Details of new ‘snooper’s charter’ are being hidden to gag dissenters


Apparently the Conservative Government is trying to limit argument against its new ‘snooper’s charter’ by refusing to tell anybody what it proposes.

In those circumstances, why not just refuse to support it until the details are revealed?

After all, you wouldn’t eat a bowl of soup without knowing what’s in it – why swallow this?

Here’s what The Guardian has to say:

The home secretary, Theresa May, has refused to share with law enforcement agencies or communications companies the full details of her new “snooper’s charter”, raising fresh fears that she is seeking to limit dissent in order to steamroller the controversial laws through parliament.

The revelation, contained in a report into the future of surveillance legislation published by David Anderson QC, the independent reviewer of terrorism legislation, was described as “extraordinary” by the recently retired leader of the Association of Chief Police Officers, Sir Hugh Orde.

The original communications data bill, known as the “snooper’s charter”, was blocked by the former deputy prime minister, Nick Clegg, three years ago. It would have required internet companies to track and log users’ web history for a year to allow access by police and security services.

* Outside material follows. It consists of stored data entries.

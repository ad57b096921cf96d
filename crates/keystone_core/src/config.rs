//! Store configuration

use serde::{Deserialize, Serialize};

/// How persistent ids relate to internal entity ids.
#[derive(Debug, Clone, Copy, PartialEq, Eq, Default, Serialize, Deserialize)]
#[serde(rename_all = "snake_case")]
pub enum PidMode {
    /// The pid is the entity id. Callers choose ids explicitly.
    UsePidAsId,
    /// Pids are bound independently of ids; the store assigns one when the
    /// caller does not.
    #[default]
    Independent,
}

/// Entity store settings
#[derive(Debug, Clone, PartialEq, Serialize, Deserialize)]
#[serde(default)]
pub struct StoreConfig {
    pub pid_mode: PidMode,
    /// Rows reserved up front in every newly created archetype.
    pub archetype_capacity: usize,
    /// Row partition size used by parallel iteration.
    pub parallel_rows: usize,
}

impl Default for StoreConfig {
    fn default() -> Self {
        Self {
            pid_mode: PidMode::Independent,
            archetype_capacity: 0,
            parallel_rows: 1024,
        }
    }
}

impl StoreConfig {
    pub fn with_pid_mode(mut self, pid_mode: PidMode) -> Self {
        self.pid_mode = pid_mode;
        self
    }
}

The Conservatives had been working on a revamped bill to be implemented in the event of a majority Tory administration.

Anderson, however, reports that, because of the political impasse, there has been “very little consultation between government, law enforcement and service providers for more than two years”. He adds: “In particular, the communication service providers have not been shown the text of the revised draft bill that was prepared in early 2013; the National Crime Agency does not believe it has seen the final draft text; and I was myself refused permission to share it (or even a summary of it) with them …

“Law enforcement itself wishes to reserve its detailed position on these proposals pending further discussions with a government that has a political mandate to take it forward.”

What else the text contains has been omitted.